┌─ Records to process

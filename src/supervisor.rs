use std::panic::{AssertUnwindSafe, catch_unwind};
use std::sync::{Arc, Mutex, MutexGuard, PoisonError};
use std::thread::JoinHandle;

use serde::Serialize;
use tracing::{error, info};

use crate::error::AgentError;
use crate::models::ApplicationResult;
use crate::pipeline::Pipeline;

/// Builds a fresh pipeline for each run.
pub type PipelineFactory = Box<dyn Fn() -> Result<Pipeline, AgentError> + Send + Sync>;

#[derive(Debug, Clone, Copy, PartialEq, Eq, Serialize)]
#[serde(rename_all = "lowercase")]
pub enum RunState {
    Running,
    Completed,
    Failed,
}

impl std::fmt::Display for RunState {
    fn fmt(&self, f: &mut std::fmt::Formatter<'_>) -> std::fmt::Result {
        let s = match self {
            RunState::Running => "running",
            RunState::Completed => "completed",
            RunState::Failed => "failed",
        };
        f.write_str(s)
    }
}

/// Serializable projection of one submitted application for status callers.
#[derive(Debug, Clone, Serialize)]
pub struct ResultView {
    pub job_title: String,
    pub company: String,
    pub status: String,
    pub submitted_at: String,
    pub notes: Option<String>,
}

/// Terminal record of the most recent run, retained until superseded.
#[derive(Debug, Clone, Serialize)]
pub struct RunRecord {
    pub status: RunState,
    pub total_applications: usize,
    pub notes: Option<String>,
    pub results: Vec<ResultView>,
}

impl RunRecord {
    fn running() -> Self {
        Self {
            status: RunState::Running,
            total_applications: 0,
            notes: None,
            results: Vec::new(),
        }
    }

    fn completed(results: &[ApplicationResult]) -> Self {
        Self {
            status: RunState::Completed,
            total_applications: results.len(),
            notes: None,
            results: results
                .iter()
                .map(|result| ResultView {
                    job_title: result.job.title.clone(),
                    company: result.job.company.clone(),
                    status: result.status.to_string(),
                    submitted_at: result.submitted_at.to_rfc3339(),
                    notes: result.notes.clone(),
                })
                .collect(),
        }
    }

    fn failed(notes: String) -> Self {
        Self {
            status: RunState::Failed,
            total_applications: 0,
            notes: Some(notes),
            results: Vec::new(),
        }
    }
}

/// Non-blocking view returned by [`RunSupervisor::status`].
#[derive(Debug, Clone, Serialize)]
pub struct StatusSnapshot {
    pub running: bool,
    pub latest: Option<RunRecord>,
}

struct SupervisorState {
    active: bool,
    latest: Option<RunRecord>,
    handle: Option<JoinHandle<()>>,
}

/// Owns the single pipeline slot: at most one run is in flight process-wide.
/// `start` launches a run on its own thread and returns immediately;
/// concurrent `start` calls are rejected, never queued. The worker clears
/// the active flag on every exit path, including panics, so a crashed run
/// can never wedge the slot.
pub struct RunSupervisor {
    state: Arc<Mutex<SupervisorState>>,
    factory: PipelineFactory,
}

impl RunSupervisor {
    pub fn new(factory: PipelineFactory) -> Self {
        Self {
            state: Arc::new(Mutex::new(SupervisorState {
                active: false,
                latest: None,
                handle: None,
            })),
            factory,
        }
    }

    pub fn start(&self, max_jobs: Option<usize>) -> Result<(), AgentError> {
        let mut state = lock(&self.state);
        if state.active {
            return Err(AgentError::Busy);
        }

        let pipeline = match (self.factory)() {
            Ok(pipeline) => pipeline,
            Err(e) => {
                state.latest = Some(RunRecord::failed(e.to_string()));
                return Err(e);
            }
        };

        state.active = true;
        state.latest = Some(RunRecord::running());

        let shared = Arc::clone(&self.state);
        let handle = std::thread::spawn(move || execute(shared, pipeline, max_jobs));
        state.handle = Some(handle);

        info!(max_jobs, "run launched");
        Ok(())
    }

    /// Consistent snapshot of the active flag and the latest terminal
    /// record. Safe to call at any time, including while a run is active.
    pub fn status(&self) -> StatusSnapshot {
        let state = lock(&self.state);
        StatusSnapshot {
            running: state.active,
            latest: state.latest.clone(),
        }
    }

    /// Block until the in-flight run (if any) has finished. Used by callers
    /// that launched a run and want its terminal record deterministically.
    pub fn wait(&self) {
        let handle = lock(&self.state).handle.take();
        if let Some(handle) = handle {
            let _ = handle.join();
        }
    }
}

fn execute(
    state: Arc<Mutex<SupervisorState>>,
    pipeline: Pipeline,
    max_jobs: Option<usize>,
) {
    let outcome = catch_unwind(AssertUnwindSafe(|| pipeline.run(max_jobs)));

    let record = match outcome {
        Ok(Ok(results)) => RunRecord::completed(&results),
        Ok(Err(e)) => {
            error!(error = %e, "run failed");
            RunRecord::failed(e.to_string())
        }
        Err(_) => {
            error!("run panicked");
            RunRecord::failed(AgentError::Unexpected("run aborted".to_string()).to_string())
        }
    };

    // Cleanup must happen on every path or future starts would deadlock.
    let mut guard = lock(&state);
    guard.latest = Some(record);
    guard.active = false;
}

fn lock(state: &Arc<Mutex<SupervisorState>>) -> MutexGuard<'_, SupervisorState> {
    state.lock().unwrap_or_else(PoisonError::into_inner)
}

└─

* **What you are asked to do**:
What lines in the listing include the string "path"? Copy them out.

* **Response area**:
/// the active flag on every exit path, including panics, so a crashed run
    // Cleanup must happen on every path or future starts would deadlock.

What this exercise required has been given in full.